Table of contents
Open Table of contents
Intro
I am building a chatbot, which can tell you about the upcoming movies in the selected city and date, all in Finnish. Analyzing Finnish text and words requires tools, and Voikko is one of the few existing. For anyone who is not familiar with the Finnish language — my native language — a couple of examples may reveal some of the peculiarities of our language, when compared to English.
Wikipedia defines Finnish language as follows:
Finnish is the eponymous member of the Finnic language family and is typologically between fusional and agglutinative languages. It modifies and inflects nouns, adjectives, pronouns, numerals and verbs, depending on their roles in the sentence.
The examples (quite easy ones, with a root word car = auto):
- In a car transtales to autossa, the root word being auto.
- With a car translates to autolla, the root word again being auto.
- Without a car translates to autotta or ilman autoa.
- With their cars translates to autoineen.
- Without their cars translates to autoittaan or ilman autojaan
You should get the point ¯\_(ツ)_/¯
Voikko does all the heavy lifting, yet It can be very difficult to install with the outdated instructions and numerous compatibility issues. Without going to details, I explored numerous options to run it locally on my Mac (e.g. homebrew
installation option no longer works), and within different Linux distributions, and distro versions. In any case, I would be using Voikko from a Python app.

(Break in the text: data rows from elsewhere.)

//! The assembled report.

use super::PageBlock;
use crate::error::Result;
use serde::{Deserialize, Serialize};

/// Batch-level counts shown on the first page.
#[derive(Debug, Clone, Copy, Default, PartialEq, Eq, Serialize, Deserialize)]
pub struct Summary {
    /// Number of documents in the batch
    pub total: usize,

    /// Documents whose trimmed text is non-empty
    pub succeeded: usize,
}

impl Summary {
    /// Number of documents without usable text.
    pub fn failed(&self) -> usize {
        self.total - self.succeeded
    }
}

/// How a document's body ended up in the report.
#[derive(Debug, Clone, PartialEq, Eq, Serialize, Deserialize)]
#[serde(rename_all = "snake_case")]
pub enum EntryStatus {
    /// Text laid out as extracted
    Plain,
    /// Text reshaped and reordered for right-to-left display
    Shaped,
    /// Shaping failed; the unshaped text was laid out instead
    ShapingDegraded,
    /// No text was extracted; a placeholder was laid out
    Empty,
    /// Extraction failed; a placeholder was laid out
    Failed(String),
}

/// Per-document record of the report.
#[derive(Debug, Clone, PartialEq, Eq, Serialize, Deserialize)]
pub struct ReportEntry {
    /// Position in the batch (1-indexed)
    pub ordinal: usize,

    /// Displayed file name
    pub name: String,

    /// Characters in the raw extracted text
    pub char_count: usize,

    /// Body outcome
    pub status: EntryStatus,
}

/// JSON output format.
#[derive(Debug, Clone, Copy, PartialEq, Eq, Default)]
pub enum JsonFormat {
    /// Pretty-printed JSON with indentation
    #[default]
    Pretty,
    /// Compact JSON without extra whitespace
    Compact,
}

/// A fully laid-out report, ready for a page writer.
#[derive(Debug, Clone, Serialize, Deserialize)]
pub struct Report {
    /// Document title embedded in the output metadata
    pub title: String,

    /// Generation timestamp (`YYYY-MM-DD HH:MM:SS`)
    pub generated_at: String,

    /// Batch summary
    pub summary: Summary,

    /// Whether right-to-left shaping was enabled
    pub shaped: bool,

    /// Per-document outcomes in batch order
    pub entries: Vec<ReportEntry>,

    /// Pages in output order; the first holds the summary
    pub pages: Vec<PageBlock>,
}

impl Report {
    /// Get the number of pages.
    pub fn page_count(&self) -> u32 {
        self.pages.len() as u32
    }

    /// Get a page by number (1-indexed).
    pub fn get_page(&self, number: u32) -> Option<&PageBlock> {
        if number == 0 {
            return None;
        }
        self.pages.get((number - 1) as usize)
    }

    /// Pages carrying content of the given document.
    pub fn pages_of(&self, ordinal: usize) -> impl Iterator<Item = &PageBlock> {
        self.pages
            .iter()
            .filter(move |page| page.documents.contains(&ordinal))
    }

    /// Get plain text of all pages, separated by form feeds.
    pub fn plain_text(&self) -> String {
        self.pages
            .iter()
            .map(PageBlock::plain_text)
            .collect::<Vec<_>>()
            .join("\n\u{c}\n")
    }

    /// Serialize the report to JSON.
    pub fn to_json(&self, format: JsonFormat) -> Result<String> {
        let json = match format {
            JsonFormat::Pretty => serde_json::to_string_pretty(self)?,
            JsonFormat::Compact => serde_json::to_string(self)?,
        };
        Ok(json)
    }
}

#[cfg(test)]
mod tests {
    use super::*;
    use crate::model::{BreakReason, Line};

    fn sample_report() -> Report {
        let mut first = PageBlock::new(1, BreakReason::Start);
        first.lines.push(Line::new("Total files processed: 1"));
        let mut second = PageBlock::new(2, BreakReason::Forced);
        second.lines.push(Line::new("File 1: a.pdf"));
        second.mark_document(1);

        Report {
            title: "OCR Results".to_string(),
            generated_at: "2024-01-01 00:00:00".to_string(),
            summary: Summary {
                total: 1,
                succeeded: 1,
            },
            shaped: false,
            entries: Vec::new(),
            pages: vec![first, second],
        }
    }

    #[test]
    fn test_summary_failed() {
        let summary = Summary {
            total: 5,
            succeeded: 3,
        };
        assert_eq!(summary.failed(), 2);
    }

    #[test]
    fn test_get_page() {
        let report = sample_report();
        assert_eq!(report.page_count(), 2);
        assert!(report.get_page(0).is_none());
        assert_eq!(report.get_page(2).unwrap().opened_by, BreakReason::Forced);
        assert!(report.get_page(3).is_none());
    }

    #[test]
    fn test_pages_of_document() {
        let report = sample_report();
        let numbers: Vec<u32> = report.pages_of(1).map(|p| p.number).collect();
        assert_eq!(numbers, vec![2]);
    }

    #[test]
    fn test_to_json_pretty_and_compact() {
        let report = sample_report();
        let pretty = report.to_json(JsonFormat::Pretty).unwrap();
        assert!(pretty.contains("\"summary\""));
        assert!(pretty.contains('\n'));

        let compact = report.to_json(JsonFormat::Compact).unwrap();
        assert!(!compact.contains('\n'));
        assert!(compact.contains("\"opened_by\":\"forced\""));
    }
}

The following describes how I finally resolved the installation issue with Docker.
The end result will expose Voikko’s Analyze function as a CLI App.
This article is not a Getting Started with Docker, so if you are not familiar with Docker tools, please go through the official Getting Started tutorials.
Prerequisites
- Recent macOS, Windows or Linux laptop should all work. At the time of writing I am running
macOS Sierra 10.12.6
. - You have the Docker Community Edition running. At the time of writing I am running
version 17.06.1-ce-mac24 (18950)
. - Python 3 installation might be necessary (more on this a bit later), though not required.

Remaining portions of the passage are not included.